Saturday, February 10, 2007

Creating a Metadata Schema for the MSIM iSchool Website at the University of Washington

Approach
When considering administration of the University of Washington’s iSchool MSIM website, and what metadata might be helpful to do this, I considered human issues first and then the larger scope of the organizations needs, the users needs, and lastly system’s or machine level needs. My questions were “what are the needs of a website administrator”, “what is this organization and what are their needs”, and “what kind of content I am working with”, as well as “how may information be accessed and why”.

An alternative approach is to view metadata as just another level of information in the metadata stack, one which can aid the site administrator, one which can be automated using systems, and one which can be accessed using interoperable systems.
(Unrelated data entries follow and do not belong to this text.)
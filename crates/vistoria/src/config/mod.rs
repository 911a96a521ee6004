pub mod loader;
pub mod schema;

pub use loader::{load_config, load_config_from_str};
pub use schema::{AiConfig, Config, CostsConfig, DetectorConfig, OcrConfig};
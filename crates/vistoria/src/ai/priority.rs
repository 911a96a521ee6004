//! Repair priority classification from free-text analysis.

use crate::model::Priority;

const CRITICAL_KEYWORDS: &[&str] = &[
    "leak",
    "leaking",
    "infiltration",
    "structural crack",
    "danger",
    "hazard",
    "broken",
    "not working",
    "vazamento",
    "infiltração",
    "rachadura estrutural",
    "perigo",
    "risco",
    "quebrado",
    "não funciona",
];

const HIGH_KEYWORDS: &[&str] = &[
    "damaged",
    "replacement",
    "must be replaced",
    "urgent repair",
    "deteriorated",
    "danificado",
    "substituição",
    "troca necessária",
    "reparo urgente",
    "deteriorado",
];

const MEDIUM_KEYWORDS: &[&str] = &[
    "wear",
    "stain",
    "scratch",
    "adjustment needed",
    "deep cleaning",
    "desgaste",
    "manchas",
    "riscos",
    "ajuste necessário",
    "limpeza profunda",
];

/// Classifies an analysis by the most severe keyword tier it mentions.
///
/// Tiers are checked from critical down, so a text mentioning both a
/// leak and a stain is critical. Text with no keyword is low priority.
pub fn determine_repair_priority(analysis: &str) -> Priority {
    let lower = analysis.to_lowercase();
    let mentions = |keywords: &[&str]| keywords.iter().any(|k| lower.contains(k));

    if mentions(CRITICAL_KEYWORDS) {
        Priority::Critical
    } else if mentions(HIGH_KEYWORDS) {
        Priority::High
    } else if mentions(MEDIUM_KEYWORDS) {
        Priority::Medium
    } else {
        Priority::Low
    }
}

#[cfg(test)]
mod tests {
    use super::*;

    #[test]
    fn test_critical_wins_over_lower_tiers() {
        assert_eq!(
            determine_repair_priority("Small stain near a LEAKING pipe"),
            Priority::Critical
        );
        assert_eq!(
            determine_repair_priority("Há vazamento na torneira"),
            Priority::Critical
        );
    }

    #[test]
    fn test_high_and_medium_tiers() {
        assert_eq!(
            determine_repair_priority("Door hinge damaged, needs attention"),
            Priority::High
        );
        assert_eq!(
            determine_repair_priority("Piso com desgaste natural"),
            Priority::Medium
        );
    }

    #[test]
    fn test_no_keywords_is_low() {
        assert_eq!(determine_repair_priority("Good condition"), Priority::Low);
        assert_eq!(determine_repair_priority(""), Priority::Low);
    }
}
Starting with the human element first - the website administrator acts as a consultant and advisor, in effect a domain expert working to improve the interface between users and their needs, the organization and it’s needs, and what computers can do, balanced with the costs. However, administrators also actually have their own needs when handling data so I focused on that person’s real needs first and foremost.
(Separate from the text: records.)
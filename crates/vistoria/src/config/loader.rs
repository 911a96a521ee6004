use std::path::Path;

use crate::config::schema::Config;
use crate::error::ConfigError;
use crate::secrets::has_secret_source;

const SCHEMA_JSON: &str = include_str!("../../../../schema/config-v1.json");

pub fn load_config<P: AsRef<Path>>(path: P) -> Result<Config, ConfigError> {
    let path = path.as_ref();
    let content = std::fs::read_to_string(path).map_err(|e| ConfigError::ReadFile {
        path: path.to_path_buf(),
        source: e,
    })?;

    load_config_from_str(&content)
}

pub fn load_config_from_str(content: &str) -> Result<Config, ConfigError> {
    let json_value: serde_json::Value = serde_json::from_str(content)?;

    validate_schema(&json_value)?;

    let config: Config = serde_json::from_value(json_value)?;

    validate_config(&config)?;

    Ok(config)
}

fn validate_schema(json_value: &serde_json::Value) -> Result<(), ConfigError> {
    let schema: serde_json::Value =
        serde_json::from_str(SCHEMA_JSON).map_err(|e| ConfigError::Validation {
            message: format!("Invalid embedded schema JSON: {}", e),
        })?;

    let validator = jsonschema::validator_for(&schema).map_err(|e| ConfigError::Validation {
        message: format!("Failed to compile JSON schema: {}", e),
    })?;

    let error_messages: Vec<String> = validator
        .iter_errors(json_value)
        .map(|e| e.to_string())
        .collect();
    if !error_messages.is_empty() {
        return Err(ConfigError::SchemaValidation {
            errors: error_messages.join("; "),
        });
    }

    Ok(())
}

fn validate_config(config: &Config) -> Result<(), ConfigError> {
    if config.version != "1.0" {
        return Err(ConfigError::Validation {
            message: format!("Unsupported config version: {}", config.version),
        });
    }

    if config.worker_count == 0 {
        return Err(ConfigError::Validation {
            message: "worker_count must be greater than 0".to_string(),
        });
    }

    if config.default_region.trim().is_empty() {
        return Err(ConfigError::Validation {
            message: "default_region must not be blank".to_string(),
        });
    }

    let costs = &config.costs;
    if !(costs.fallback_item_cost.is_finite() && costs.fallback_item_cost >= 0.0)
        || !(costs.deterioration_unit_cost.is_finite() && costs.deterioration_unit_cost >= 0.0)
    {
        return Err(ConfigError::Validation {
            message: "cost constants must be finite and non-negative".to_string(),
        });
    }

    if !(0.0..=1.0).contains(&config.detector.min_confidence) {
        return Err(ConfigError::Validation {
            message: format!(
                "detector.min_confidence must be within [0, 1], got {}",
                config.detector.min_confidence
            ),
        });
    }

    if config.detector.enabled && config.detector.endpoint.is_none() {
        return Err(ConfigError::Validation {
            message: "detector.endpoint is required when the detector is enabled".to_string(),
        });
    }

    let ai = &config.ai;
    if ai.enabled
        && !has_secret_source(
            ai.api_key.as_deref(),
            ai.api_key_file.as_deref(),
            ai.api_key_env_var.as_deref(),
        )
    {
        return Err(ConfigError::Validation {
            message: "ai is enabled but no api_key, api_key_file or api_key_env_var is set"
                .to_string(),
        });
    }

    Ok(())
}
Considering which elements are most important to include in any metadata schema, I first thought about the human input and process issues. “How much time could a website administrator reasonably be expected to spend inputting this kind of data into pages,” was my baseline question. Even if you have tools to perform this function, adding data adds cost to publication. This question lead me to conclude that “Administrators have little time to add metadata,” no matter how passionately they feel about the semantic web, or about the possible eventual use of such data.
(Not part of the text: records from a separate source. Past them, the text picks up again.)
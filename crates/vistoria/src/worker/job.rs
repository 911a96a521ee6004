use std::fmt;
use std::str::FromStr;

use serde::{Deserialize, Serialize};

use crate::error::DomainError;
use crate::model::FileKind;
use crate::processing::{BatchReport, ComparisonReport, CostReport, ReportStatus};

/// Job class, also the key of the handle map returned by a batch dispatch.
#[derive(Debug, Clone, Copy, PartialEq, Eq, Hash, PartialOrd, Ord, Serialize, Deserialize)]
#[serde(rename_all = "snake_case")]
pub enum JobKind {
    Images,
    Audios,
    Documents,
    Costs,
    Comparison,
}

impl JobKind {
    pub fn as_str(&self) -> &'static str {
        match self {
            Self::Images => "images",
            Self::Audios => "audios",
            Self::Documents => "documents",
            Self::Costs => "costs",
            Self::Comparison => "comparison",
        }
    }

    /// Job class that processes artifacts of `kind`.
    pub fn for_files(kind: FileKind) -> Self {
        match kind {
            FileKind::Photo => Self::Images,
            FileKind::Audio => Self::Audios,
            FileKind::Document => Self::Documents,
        }
    }
}

impl FromStr for JobKind {
    type Err = DomainError;

    fn from_str(s: &str) -> Result<Self, Self::Err> {
        match s {
            "images" => Ok(Self::Images),
            "audios" => Ok(Self::Audios),
            "documents" => Ok(Self::Documents),
            "costs" => Ok(Self::Costs),
            "comparison" => Ok(Self::Comparison),
            _ => Err(DomainError::InvalidStatus {
                kind: "job kind",
                value: s.to_string(),
            }),
        }
    }
}

impl fmt::Display for JobKind {
    fn fmt(&self, f: &mut fmt::Formatter<'_>) -> fmt::Result {
        f.write_str(self.as_str())
    }
}

/// Work description stored with the job record, enough to run it again.
#[derive(Debug, Clone, PartialEq, Serialize, Deserialize)]
#[serde(tag = "type", rename_all = "snake_case")]
pub enum JobPayload {
    Artifacts {
        kind: FileKind,
        inspection_id: i64,
        paths: Vec<String>,
    },
    Costs {
        inspection_id: i64,
        #[serde(default, skip_serializing_if = "Option::is_none")]
        region: Option<String>,
    },
    Comparison {
        before_id: i64,
        after_id: i64,
    },
}

impl JobPayload {
    pub fn kind(&self) -> JobKind {
        match self {
            Self::Artifacts { kind, .. } => JobKind::for_files(*kind),
            Self::Costs { .. } => JobKind::Costs,
            Self::Comparison { .. } => JobKind::Comparison,
        }
    }

    /// Inspection the job writes to. Comparisons only read.
    pub fn inspection_id(&self) -> Option<i64> {
        match self {
            Self::Artifacts { inspection_id, .. } | Self::Costs { inspection_id, .. } => {
                Some(*inspection_id)
            }
            Self::Comparison { .. } => None,
        }
    }
}

/// Durable job state.
#[derive(Debug, Clone, Copy, PartialEq, Eq, Hash, Serialize, Deserialize)]
#[serde(rename_all = "snake_case")]
pub enum JobState {
    Pending,
    Running,
    Success,
    Failed,
}

impl JobState {
    pub fn as_str(&self) -> &'static str {
        match self {
            Self::Pending => "pending",
            Self::Running => "running",
            Self::Success => "success",
            Self::Failed => "failed",
        }
    }

    pub fn is_finished(&self) -> bool {
        matches!(self, Self::Success | Self::Failed)
    }

    /// State as reported to pollers, which only distinguish
    /// pending, success and failed.
    pub fn public(&self) -> &'static str {
        match self {
            Self::Pending | Self::Running => "pending",
            Self::Success => "success",
            Self::Failed => "failed",
        }
    }
}

impl FromStr for JobState {
    type Err = DomainError;

    fn from_str(s: &str) -> Result<Self, Self::Err> {
        match s {
            "pending" => Ok(Self::Pending),
            "running" => Ok(Self::Running),
            "success" => Ok(Self::Success),
            "failed" => Ok(Self::Failed),
            _ => Err(DomainError::InvalidStatus {
                kind: "job state",
                value: s.to_string(),
            }),
        }
    }
}

impl fmt::Display for JobState {
    fn fmt(&self, f: &mut fmt::Formatter<'_>) -> fmt::Result {
        f.write_str(self.as_str())
    }
}

#[derive(Debug, Clone)]
pub struct Job {
    pub id: String,
    pub payload: JobPayload,
}

impl Job {
    pub fn new(payload: JobPayload) -> Self {
        Self {
            id: uuid::Uuid::new_v4().to_string(),
            payload,
        }
    }

    pub fn kind(&self) -> JobKind {
        self.payload.kind()
    }
}

/// Payload of a job that failed before producing a report.
#[derive(Debug, Clone, PartialEq, Serialize, Deserialize)]
pub struct FailureReport {
    pub status: ReportStatus,
    pub error: String,
}

/// Result payload stored on the job record.
#[derive(Debug, Clone, PartialEq, Serialize, Deserialize)]
#[serde(untagged)]
pub enum JobOutcome {
    Batch(BatchReport),
    Costs(CostReport),
    Comparison(ComparisonReport),
    Failed(FailureReport),
}

impl JobOutcome {
    pub fn failed(error: impl Into<String>) -> Self {
        Self::Failed(FailureReport {
            status: ReportStatus::Failed,
            error: error.into(),
        })
    }

    pub fn status(&self) -> ReportStatus {
        match self {
            Self::Batch(r) => r.status,
            Self::Costs(r) => r.status,
            Self::Comparison(r) => r.status,
            Self::Failed(r) => r.status,
        }
    }

    pub fn error(&self) -> Option<&str> {
        match self {
            Self::Batch(r) => r.error.as_deref(),
            Self::Costs(r) => r.error.as_deref(),
            Self::Comparison(_) => None,
            Self::Failed(r) => Some(&r.error),
        }
    }

    /// Durable state mirroring the payload status.
    pub fn final_state(&self) -> JobState {
        if self.status().is_success() {
            JobState::Success
        } else {
            JobState::Failed
        }
    }
}

/// Message a worker sends back after finishing a job.
#[derive(Debug, Clone)]
pub struct JobResult {
    pub job_id: String,
    pub kind: JobKind,
    pub outcome: JobOutcome,
}

/// What a poller sees for a job handle.
#[derive(Debug, Clone, PartialEq, Serialize, Deserialize)]
pub struct JobStatusView {
    pub task_id: String,
    pub status: String,
    #[serde(default, skip_serializing_if = "Option::is_none")]
    pub result: Option<serde_json::Value>,
}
What are the organization’s needs? The needs of institutions are many and varied whether the University of Washington or other institutions. I came to the following conclusions:

The similarities of large educational organizations needs can be summed up in one paragraph – they need three major things:

1. Educational resources, Books, images, and other stored or linked Materials

2. Knowledgeable speakers, Teachers or other Knowledge holders

3. Support from the community to maintain these resources, Funds

But in order for the combination of these to survive and thrive they also require a fourth –

4. Communication so that the educators and students, as well as other relationships, other teachers, donors, students in distance learning programs, etc can be built by finding, influencing, and interacting with each other.

Marketing arises as a delta communication and support, it may be described as “communication to increase support” - this means knowing where hits are coming from and to what resource. (See more about this subject in section two on Impact.)

The Meta data elements and controls included are based on the minimum number of requirements for an Administrator to bring those things together literally on the same page. They answer several questions shown in Table 1 below, What, When, Who, Where, and How Valuable? Providing the answers to these questions in the metadata would support the needs of the Administrator. They also include questions to provide effective feedback into the decision making process to rework the site structure, and as a process of inquiry to help decide if the metadata elements need modification.

Exploring the various existing schemes on the Metamap I found that many referred to or leveraged the Dublin Core version, based on 15 elements. As a result I reasoned that approximately 15 elements would be the maximum, this number has the practical appeal of suiting both effective and economical administrative overhead. The new ones were derived from the Dublin Core options.

Dublin Core Metadata Element Set has the main attributes both the administrator and the institution need, and the interoperability that computers require, because many other standards include it. Taking into account the fact that Dublin Core is an accepted standard, it would not require too much in the way of selling it to team members unfamiliar with metadata schemas, or standards themselves.

Impact

The conclusion that information is only valuable in context implies a corollary: contextualized information can create more relevant information for the user. From such relevant information users can realize knowledge.

Table 1

Questions

Expanded Questions and Answers

MetaData Element

What?

What is this stuff, the format I am handling?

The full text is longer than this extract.